Favorite book: The Age of Innocence, by Edith Wharton. My first time reading this timeless novel, and I was blown away by Wharton’s perceptiveness and prose. I tend to rant and rave a lot about this book, but in this space suffice to say it is a classic for a reason, so read it, or reread it; as the case may be, it speaks for itself.
Favorite movie: A disclaimer: I see almost exclusively G rated movies, with the occasional PG film thrown in when feeling reckless, an environmental hazard of my job. Secretariat wins this race – watching a housewife overcome all odds to produce one of the greatest race horses in history is both a visual delight and a message I like to reinforce to my girls: we can do anything we set our minds to.
Favorite news story: The rescue of 33 Chilean miners. The world watched this improbable rescue en mass; since when does a Hollywood ending actually happen in real life?

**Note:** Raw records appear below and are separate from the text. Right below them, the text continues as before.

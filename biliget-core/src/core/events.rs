use serde::Serialize;

use crate::models::media::Part;

#[derive(Debug, Clone, Copy, Serialize, PartialEq, Eq)]
#[serde(rename_all = "snake_case")]
pub enum Stage {
    Locating,
    Fetching,
    Transcoding,
}

#[derive(Debug, Clone, Serialize, PartialEq)]
#[serde(tag = "type", content = "data")]
pub enum PartStatus {
    Queued,
    Active { stage: Stage },
    Complete { output: String },
    Failed { message: String },
    Skipped,
}

#[derive(Debug, Clone, Serialize)]
pub struct PartEvent {
    pub video_id: String,
    pub index: u32,
    pub name: String,
    pub status: PartStatus,
}

pub trait EventEmitter: Send + Sync + Clone + 'static {
    fn emit_parts(&self, video_id: &str, parts: &[Part]);
    fn emit_part(&self, event: &PartEvent);
}
use regex::Regex;
use std::collections::HashMap;
use std::sync::LazyLock;

static FORBIDDEN_RE: LazyLock<Regex> =
    LazyLock::new(|| Regex::new(r#"[<>:"/\\|?*]+"#).unwrap());

/// Replaces each run of filesystem-reserved characters with a single `_`.
pub fn sanitize_file_name(name: &str) -> String {
    FORBIDDEN_RE.replace_all(name, "_").into_owned()
}

/// Gives every repeated name after the first a ` (n)` suffix, in order.
pub fn disambiguate(names: &[String]) -> Vec<String> {
    let mut seen: HashMap<String, u32> = HashMap::new();
    let taken: std::collections::HashSet<&str> = names.iter().map(|n| n.as_str()).collect();
    let mut result = Vec::with_capacity(names.len());

    for name in names {
        let count = seen.entry(name.clone()).or_insert(0);
        *count += 1;
        if *count == 1 {
            result.push(name.clone());
            continue;
        }
        let mut n = *count;
        let mut candidate = format!("{} ({})", name, n);
        while taken.contains(candidate.as_str()) || result.contains(&candidate) {
            n += 1;
            candidate = format!("{} ({})", name, n);
        }
        result.push(candidate);
    }

    result
}

#[cfg(test)]
mod tests {
    use super::*;

    #[test]
    fn sanitize_every_forbidden_char() {
        let chars = ['<', '>', ':', '"', '/', '\\', '|', '?', '*'];
        for c in chars {
            let input = format!("test{}file", c);
            assert_eq!(sanitize_file_name(&input), "test_file", "char '{}'", c);
        }
    }

    #[test]
    fn sanitize_collapses_runs() {
        assert_eq!(sanitize_file_name("a<>b"), "a_b");
        assert_eq!(sanitize_file_name("Q&A: what?"), "Q&A_ what_");
    }

    #[test]
    fn sanitize_leaves_clean_names() {
        assert_eq!(sanitize_file_name("Intro"), "Intro");
        assert_eq!(sanitize_file_name("第1集 开场"), "第1集 开场");
    }

    #[test]
    fn sanitize_is_idempotent() {
        let inputs = ["a:b?c", "<<>>", "Video: \"Best of 2024\" <HD> | 1080p", "a_b", ""];
        for input in inputs {
            let once = sanitize_file_name(input);
            assert_eq!(sanitize_file_name(&once), once);
        }
    }

    #[test]
    fn disambiguate_suffixes_repeats() {
        let names = vec!["Intro".to_string(), "Intro".to_string(), "Outro".to_string()];
        assert_eq!(disambiguate(&names), vec!["Intro", "Intro (2)", "Outro"]);
    }

    #[test]
    fn disambiguate_skips_existing_suffix() {
        let names = vec!["A".to_string(), "A".to_string(), "A (2)".to_string()];
        let result = disambiguate(&names);
        assert_eq!(result[0], "A");
        assert_eq!(result[2], "A (2)");
        assert_eq!(result[1], "A (3)");
    }

    #[test]
    fn disambiguate_no_collisions_untouched() {
        let names = vec!["a".to_string(), "b".to_string()];
        assert_eq!(disambiguate(&names), names);
    }
}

Favorite gadget: Garmin Forerunner 405. This watch has revolutionized my running. Being able to glance at my distance or pace takes the guesswork out of my workouts. I set my intervals, and away I go – it’s like having a coach, but better, since it doesn’t care if I skip my workout when it’s raining too hard.

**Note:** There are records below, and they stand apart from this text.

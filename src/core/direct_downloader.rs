use std::path::{Path, PathBuf};
use std::pin::Pin;

use biliget_core::fs_paths::ensure_parent_dir;
use bytes::Bytes;
use futures::{Stream, StreamExt};
use tokio::io::AsyncWriteExt;

use crate::error::{PipelineError, Result};

type ChunkStream = Pin<Box<dyn Stream<Item = std::io::Result<Bytes>> + Send>>;

/// Raw media bytes, owned by exactly one holder at a time.
pub struct ByteStream {
    inner: ChunkStream,
}

impl ByteStream {
    pub fn new<S>(stream: S) -> Self
    where
        S: Stream<Item = std::io::Result<Bytes>> + Send + 'static,
    {
        Self {
            inner: Box::pin(stream),
        }
    }

    pub fn from_response(response: reqwest::Response) -> Self {
        Self::new(response.bytes_stream().map(|r| r.map_err(std::io::Error::other)))
    }

    /// `None` at end of data; read failures become [`PipelineError::Stream`].
    pub async fn next_chunk(&mut self) -> Option<Result<Bytes>> {
        self.inner
            .next()
            .await
            .map(|r| r.map_err(|e| PipelineError::Stream(e.to_string())))
    }
}

impl std::fmt::Debug for ByteStream {
    fn fmt(&self, f: &mut std::fmt::Formatter<'_>) -> std::fmt::Result {
        f.debug_struct("ByteStream").finish_non_exhaustive()
    }
}

pub fn part_path_for(output: &Path) -> PathBuf {
    let mut part = output.as_os_str().to_owned();
    part.push(".part");
    PathBuf::from(part)
}

pub async fn open_stream(client: &reqwest::Client, url: &str) -> Result<ByteStream> {
    let response = client.get(url).send().await?;

    if !response.status().is_success() {
        return Err(PipelineError::remote_status(response.status(), url));
    }

    if let Some(ct) = response.headers().get("content-type") {
        if let Ok(ct_str) = ct.to_str() {
            if ct_str.contains("text/html") {
                return Err(PipelineError::Remote(
                    "server returned HTML instead of media, the URL may have expired".into(),
                ));
            }
        }
    }

    tracing::debug!(
        "[direct] stream opened, content-length {:?}",
        response.content_length()
    );
    Ok(ByteStream::from_response(response))
}

/// Drains `stream` into `output`. The bytes land in `<output>.part` and are
/// renamed into place only after they are flushed and synced.
pub async fn save_stream(mut stream: ByteStream, output: &Path, cleanup_partial: bool) -> Result<u64> {
    ensure_parent_dir(output).await?;
    let part_path = part_path_for(output);

    let result = write_part(&mut stream, &part_path).await;
    let written = match result {
        Ok(n) => n,
        Err(e) => {
            if cleanup_partial {
                let _ = tokio::fs::remove_file(&part_path).await;
            } else {
                tracing::warn!("[direct] partial download left at {}", part_path.display());
            }
            return Err(e);
        }
    };

    tokio::fs::rename(&part_path, output).await?;
    Ok(written)
}

async fn write_part(stream: &mut ByteStream, part_path: &Path) -> Result<u64> {
    let file = tokio::fs::File::create(part_path).await?;
    let mut file = tokio::io::BufWriter::with_capacity(256 * 1024, file);
    let mut written = 0u64;

    while let Some(chunk) = stream.next_chunk().await {
        let chunk = match chunk {
            Ok(c) => c,
            Err(e) => {
                file.flush().await?;
                return Err(e);
            }
        };
        file.write_all(&chunk).await?;
        written += chunk.len() as u64;
    }

    file.flush().await?;
    file.get_ref().sync_all().await?;
    Ok(written)
}

pub async fn download_to_file(
    client: &reqwest::Client,
    url: &str,
    output: &Path,
    cleanup_partial: bool,
) -> Result<u64> {
    let stream = open_stream(client, url).await?;
    let bytes = save_stream(stream, output, cleanup_partial).await?;
    tracing::info!("[direct] saved {} bytes to {}", bytes, output.display());
    Ok(bytes)
}

#[cfg(test)]
mod tests {
    use super::*;

    fn chunks(parts: Vec<std::io::Result<&'static str>>) -> ByteStream {
        ByteStream::new(futures::stream::iter(
            parts
                .into_iter()
                .map(|r| r.map(|s| Bytes::from_static(s.as_bytes()))),
        ))
    }

    #[test]
    fn part_path_appends_suffix() {
        let output = Path::new("Intro.m4s");
        assert_eq!(part_path_for(output), PathBuf::from("Intro.m4s.part"));
    }

    #[test]
    fn part_path_nested() {
        let output = Path::new("download/BV1/Intro.m4s");
        assert_eq!(part_path_for(output), PathBuf::from("download/BV1/Intro.m4s.part"));
    }

    #[tokio::test]
    async fn save_stream_writes_and_renames() {
        let tmp = tempfile::tempdir().unwrap();
        let output = tmp.path().join("BV1").join("Intro.m4s");
        let stream = chunks(vec![Ok("hello "), Ok("world")]);

        let written = save_stream(stream, &output, false).await.unwrap();

        assert_eq!(written, 11);
        assert_eq!(tokio::fs::read(&output).await.unwrap(), b"hello world");
        assert!(!part_path_for(&output).exists());
    }

    #[tokio::test]
    async fn interrupted_stream_keeps_partial_by_default() {
        let tmp = tempfile::tempdir().unwrap();
        let output = tmp.path().join("Intro.m4s");
        let stream = chunks(vec![
            Ok("abc"),
            Err(std::io::Error::new(std::io::ErrorKind::ConnectionReset, "reset")),
        ]);

        let err = save_stream(stream, &output, false).await.unwrap_err();

        assert!(matches!(err, PipelineError::Stream(_)));
        assert!(!output.exists());
        assert_eq!(tokio::fs::read(part_path_for(&output)).await.unwrap(), b"abc");
    }

    #[tokio::test]
    async fn interrupted_stream_cleanup_removes_partial() {
        let tmp = tempfile::tempdir().unwrap();
        let output = tmp.path().join("Intro.m4s");
        let stream = chunks(vec![Err(std::io::Error::other("boom"))]);

        assert!(save_stream(stream, &output, true).await.is_err());
        assert!(!part_path_for(&output).exists());
        assert!(!output.exists());
    }

    #[tokio::test]
    async fn download_to_file_from_server() {
        let mut server = mockito::Server::new_async().await;
        let mock = server
            .mock("GET", "/audio1")
            .with_status(200)
            .with_header("content-type", "video/mp4")
            .with_body("m4s-bytes")
            .create_async()
            .await;

        let tmp = tempfile::tempdir().unwrap();
        let output = tmp.path().join("BV_TEST1").join("Intro.m4s");
        let client = reqwest::Client::new();
        let url = format!("{}/audio1", server.url());

        let bytes = download_to_file(&client, &url, &output, false).await.unwrap();

        mock.assert_async().await;
        assert_eq!(bytes, 9);
        assert_eq!(tokio::fs::read(&output).await.unwrap(), b"m4s-bytes");
    }

    #[tokio::test]
    async fn open_stream_rejects_error_status() {
        let mut server = mockito::Server::new_async().await;
        let _mock = server
            .mock("GET", "/gone")
            .with_status(403)
            .create_async()
            .await;

        let client = reqwest::Client::new();
        let err = open_stream(&client, &format!("{}/gone", server.url()))
            .await
            .unwrap_err();
        assert!(matches!(err, PipelineError::Remote(_)));
        assert!(err.to_string().contains("403"));
    }

    #[tokio::test]
    async fn open_stream_rejects_html() {
        let mut server = mockito::Server::new_async().await;
        let _mock = server
            .mock("GET", "/expired")
            .with_status(200)
            .with_header("content-type", "text/html; charset=utf-8")
            .with_body("<html></html>")
            .create_async()
            .await;

        let client = reqwest::Client::new();
        let err = open_stream(&client, &format!("{}/expired", server.url()))
            .await
            .unwrap_err();
        assert!(err.to_string().contains("HTML"));
    }
}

Favorite moment: Running the Boston Marathon. I should clarify, my favorite moment came after I had finished, because it was, well, hard. Nevertheless, an incredibly great experience that I will forever cherish.

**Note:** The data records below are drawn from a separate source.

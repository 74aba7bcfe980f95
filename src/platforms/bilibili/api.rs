use biliget_core::models::media::AudioCandidate;
use biliget_core::models::settings::AudioSelection;
use serde::Deserialize;

use crate::error::{PipelineError, Result};

/// Separated DASH audio/video streams (fnval bits 16 | 64 | 128 | 256 | 512 | 1024 | 2048).
pub const FNVAL_DASH: u32 = 4048;

#[derive(Debug, Deserialize)]
pub struct Envelope<T> {
    pub code: i64,
    #[serde(default)]
    pub message: String,
    pub data: Option<T>,
}

impl<T> Envelope<T> {
    pub fn into_data(self, what: &str) -> Result<Option<T>> {
        if self.code != 0 {
            return Err(PipelineError::Remote(format!(
                "{} failed with code {}: {}",
                what, self.code, self.message
            )));
        }
        Ok(self.data)
    }
}

#[derive(Debug, Deserialize)]
pub struct PageEntry {
    pub cid: u64,
    #[serde(default)]
    pub page: u32,
    #[serde(default)]
    pub part: String,
    #[serde(default)]
    pub duration: Option<u64>,
}

#[derive(Debug, Deserialize)]
pub struct PlayUrlData {
    pub dash: Option<Dash>,
}

#[derive(Debug, Deserialize)]
pub struct Dash {
    #[serde(default)]
    pub audio: Option<Vec<DashAudio>>,
}

#[derive(Debug, Deserialize)]
pub struct DashAudio {
    #[serde(default)]
    pub id: u32,
    #[serde(rename = "baseUrl")]
    pub base_url: String,
    #[serde(rename = "backupUrl", default)]
    pub backup_url: Option<Vec<String>>,
    #[serde(default)]
    pub bandwidth: u64,
    #[serde(default)]
    pub codecs: String,
}

impl From<DashAudio> for AudioCandidate {
    fn from(a: DashAudio) -> Self {
        Self {
            id: a.id,
            base_url: a.base_url,
            backup_urls: a.backup_url.unwrap_or_default(),
            bandwidth: a.bandwidth,
            codecs: a.codecs,
        }
    }
}

pub fn audio_candidates(data: Option<PlayUrlData>) -> Vec<AudioCandidate> {
    data.and_then(|d| d.dash)
        .and_then(|d| d.audio)
        .unwrap_or_default()
        .into_iter()
        .map(AudioCandidate::from)
        .collect()
}

pub fn select_audio(
    candidates: Vec<AudioCandidate>,
    selection: AudioSelection,
) -> Option<AudioCandidate> {
    match selection {
        AudioSelection::First => candidates.into_iter().next(),
        AudioSelection::HighestBandwidth => {
            let mut best: Option<AudioCandidate> = None;
            for c in candidates {
                if best.as_ref().map_or(true, |b| c.bandwidth > b.bandwidth) {
                    best = Some(c);
                }
            }
            best
        }
    }
}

Now if I were Oprah, a copy of The Suburbs, The Age of Innocence, and a Garmin watch would magically appear underneath your chair, and we would all be going to Boston for the 2011 marathon. But sadly I can’t compete with the queen of television’s empire, my audience is woefully small (although extremely intelligent), and the only thing I can give you is best wishes for 2011: here’s hoping it has beautiful moments, untold pleasures and many miracles in store.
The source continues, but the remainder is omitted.